Read the data below. Then repeat all of it exactly.

(Stored items)
========================================================================
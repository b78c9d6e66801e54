//! Consumer loop — poll, process, acknowledge.
//!
//! Every received message is deleted exactly once, right after its single
//! processing attempt, whatever the outcome. A crash between receive and
//! delete lets the queue redeliver the message after its visibility timeout,
//! which can repeat the API call and the notification; no deduplication is
//! done.

use std::time::Duration;

use tracing::{Instrument, Span};

use relay_common::types::QueueMessage;
use relay_dispatcher::outcome::NotifyOutcome;
use relay_dispatcher::pipeline::{Pipeline, PipelineOutcome};

use crate::queue::MessageQueue;

/// Result of one poll/process/ack iteration.
#[derive(Debug)]
pub enum Iteration {
    /// Nothing was waiting on the queue.
    Idle,
    /// The receive call itself failed.
    ReceiveFailed,
    /// A message went through the pipeline. `acknowledged` is false only if
    /// the delete call failed.
    Processed {
        message_id: Option<String>,
        outcome: PipelineOutcome,
        acknowledged: bool,
    },
}

pub struct Consumer<Q> {
    queue: Q,
    pipeline: Pipeline,
    receive_error_backoff: Duration,
    span: Span,
}

impl<Q: MessageQueue> Consumer<Q> {
    pub fn new(queue: Q, pipeline: Pipeline, receive_error_backoff: Duration) -> Self {
        Self {
            queue,
            pipeline,
            receive_error_backoff,
            span: tracing::info_span!("consumer"),
        }
    }

    pub fn with_span(mut self, span: Span) -> Self {
        self.span = span;
        self
    }

    /// Poll forever. Only process shutdown stops the loop.
    pub async fn run(&self) {
        tracing::info!(parent: &self.span, "Consumer loop started");
        loop {
            if let Iteration::Idle = self.run_once().await {
                // Receive can complete without suspending; let the runtime breathe.
                tokio::task::yield_now().await;
            }
        }
    }

    /// One poll/process/ack iteration.
    pub async fn run_once(&self) -> Iteration {
        let message = match self.queue.receive().instrument(self.span.clone()).await {
            Ok(Some(message)) => message,
            Ok(None) => return Iteration::Idle,
            Err(e) => {
                tracing::error!(parent: &self.span, error = %format!("{e:#}"), "Failed to receive from queue");
                tokio::time::sleep(self.receive_error_backoff).await;
                return Iteration::ReceiveFailed;
            }
        };

        let span = tracing::info_span!(
            parent: &self.span,
            "message",
            message_id = message.message_id.as_deref().unwrap_or("unknown")
        );
        self.handle(message).instrument(span).await
    }

    async fn handle(&self, message: QueueMessage) -> Iteration {
        tracing::info!(body = %message.body, "Received message");

        let outcome = self.pipeline.process(&message).await;
        log_outcome(&outcome);

        let acknowledged = match self.queue.delete(&message.receipt_handle).await {
            Ok(()) => {
                tracing::debug!("Message deleted");
                true
            }
            Err(e) => {
                tracing::error!(
                    error = %format!("{e:#}"),
                    "Failed to delete message; it will be redelivered"
                );
                false
            }
        };

        Iteration::Processed {
            message_id: message.message_id,
            outcome,
            acknowledged,
        }
    }
}

fn log_outcome(outcome: &PipelineOutcome) {
    match outcome {
        PipelineOutcome::Delivered {
            status_code,
            notification: NotifyOutcome::Attempted,
        } => tracing::info!(status = status_code, "Message forwarded, reporter notified"),
        PipelineOutcome::Delivered {
            status_code,
            notification: NotifyOutcome::Suppressed,
        } => tracing::info!(status = status_code, "Message forwarded, no reporter to notify"),
        PipelineOutcome::Skipped(reason) => {
            tracing::info!(reason = %reason, "Message not actionable")
        }
        PipelineOutcome::PayloadError(e) => {
            tracing::error!(error = %e, "Exception while processing message: malformed body")
        }
        PipelineOutcome::CallError(e) => {
            tracing::error!(error = %e, "Exception while processing message: incident API call failed")
        }
        PipelineOutcome::NotifierMisconfigured { status_code, error } => tracing::error!(
            status = status_code,
            error = %error,
            "Message forwarded but the notifier is misconfigured"
        ),
    }
}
========================================================================
**EXERCISE OUTPUT**.
repository b78c9d6e66801e54
//! Consumer loop — poll, process, acknowledge.
//!
//! Every received message is deleted exactly once, right after its single
//! processing attempt, whatever the outcome. A crash between receive and
//! delete lets the queue redeliver the message after its visibility timeout,
//! which can repeat the API call and the notification; no deduplication is
//! done.

use std::time::Duration;

use tracing::{Instrument, Span};

use relay_common::types::QueueMessage;
use relay_dispatcher::outcome::NotifyOutcome;
use relay_dispatcher::pipeline::{Pipeline, PipelineOutcome};

use crate::queue::MessageQueue;

/// Result of one poll/process/ack iteration.
#[derive(Debug)]
pub enum Iteration {
    /// Nothing was waiting on the queue.
    Idle,
    /// The receive call itself failed.
    ReceiveFailed,
    /// A message went through the pipeline. `acknowledged` is false only if
    /// the delete call failed.
    Processed {
        message_id: Option<String>,
        outcome: PipelineOutcome,
        acknowledged: bool,
    },
}

pub struct Consumer<Q> {
    queue: Q,
    pipeline: Pipeline,
    receive_error_backoff: Duration,
    span: Span,
}

impl<Q: MessageQueue> Consumer<Q> {
    pub fn new(queue: Q, pipeline: Pipeline, receive_error_backoff: Duration) -> Self {
        Self {
            queue,
            pipeline,
            receive_error_backoff,
            span: tracing::info_span!("consumer"),
        }
    }

    pub fn with_span(mut self, span: Span) -> Self {
        self.span = span;
        self
    }

    /// Poll forever. Only process shutdown stops the loop.
    pub async fn run(&self) {
        tracing::info!(parent: &self.span, "Consumer loop started");
        loop {
            if let Iteration::Idle = self.run_once().await {
                // Receive can complete without suspending; let the runtime breathe.
                tokio::task::yield_now().await;
            }
        }
    }

    /// One poll/process/ack iteration.
    pub async fn run_once(&self) -> Iteration {
        let message = match self.queue.receive().instrument(self.span.clone()).await {
            Ok(Some(message)) => message,
            Ok(None) => return Iteration::Idle,
            Err(e) => {
                tracing::error!(parent: &self.span, error = %format!("{e:#}"), "Failed to receive from queue");
                tokio::time::sleep(self.receive_error_backoff).await;
                return Iteration::ReceiveFailed;
            }
        };

        let span = tracing::info_span!(
            parent: &self.span,
            "message",
            message_id = message.message_id.as_deref().unwrap_or("unknown")
        );
        self.handle(message).instrument(span).await
    }

    async fn handle(&self, message: QueueMessage) -> Iteration {
        tracing::info!(body = %message.body, "Received message");

        let outcome = self.pipeline.process(&message).await;
        log_outcome(&outcome);

        let acknowledged = match self.queue.delete(&message.receipt_handle).await {
            Ok(()) => {
                tracing::debug!("Message deleted");
                true
            }
            Err(e) => {
                tracing::error!(
                    error = %format!("{e:#}"),
                    "Failed to delete message; it will be redelivered"
                );
                false
            }
        };

        Iteration::Processed {
            message_id: message.message_id,
            outcome,
            acknowledged,
        }
    }
}

fn log_outcome(outcome: &PipelineOutcome) {
    match outcome {
        PipelineOutcome::Delivered {
            status_code,
            notification: NotifyOutcome::Attempted,
        } => tracing::info!(status = status_code, "Message forwarded, reporter notified"),
        PipelineOutcome::Delivered {
            status_code,
            notification: NotifyOutcome::Suppressed,
        } => tracing::info!(status = status_code, "Message forwarded, no reporter to notify"),
        PipelineOutcome::Skipped(reason) => {
            tracing::info!(reason = %reason, "Message not actionable")
        }
        PipelineOutcome::PayloadError(e) => {
            tracing::error!(error = %e, "Exception while processing message: malformed body")
        }
        PipelineOutcome::CallError(e) => {
            tracing::error!(error = %e, "Exception while processing message: incident API call failed")
        }
        PipelineOutcome::NotifierMisconfigured { status_code, error } => tracing::error!(
            status = status_code,
            error = %error,
            "Message forwarded but the notifier is misconfigured"
        ),
    }
}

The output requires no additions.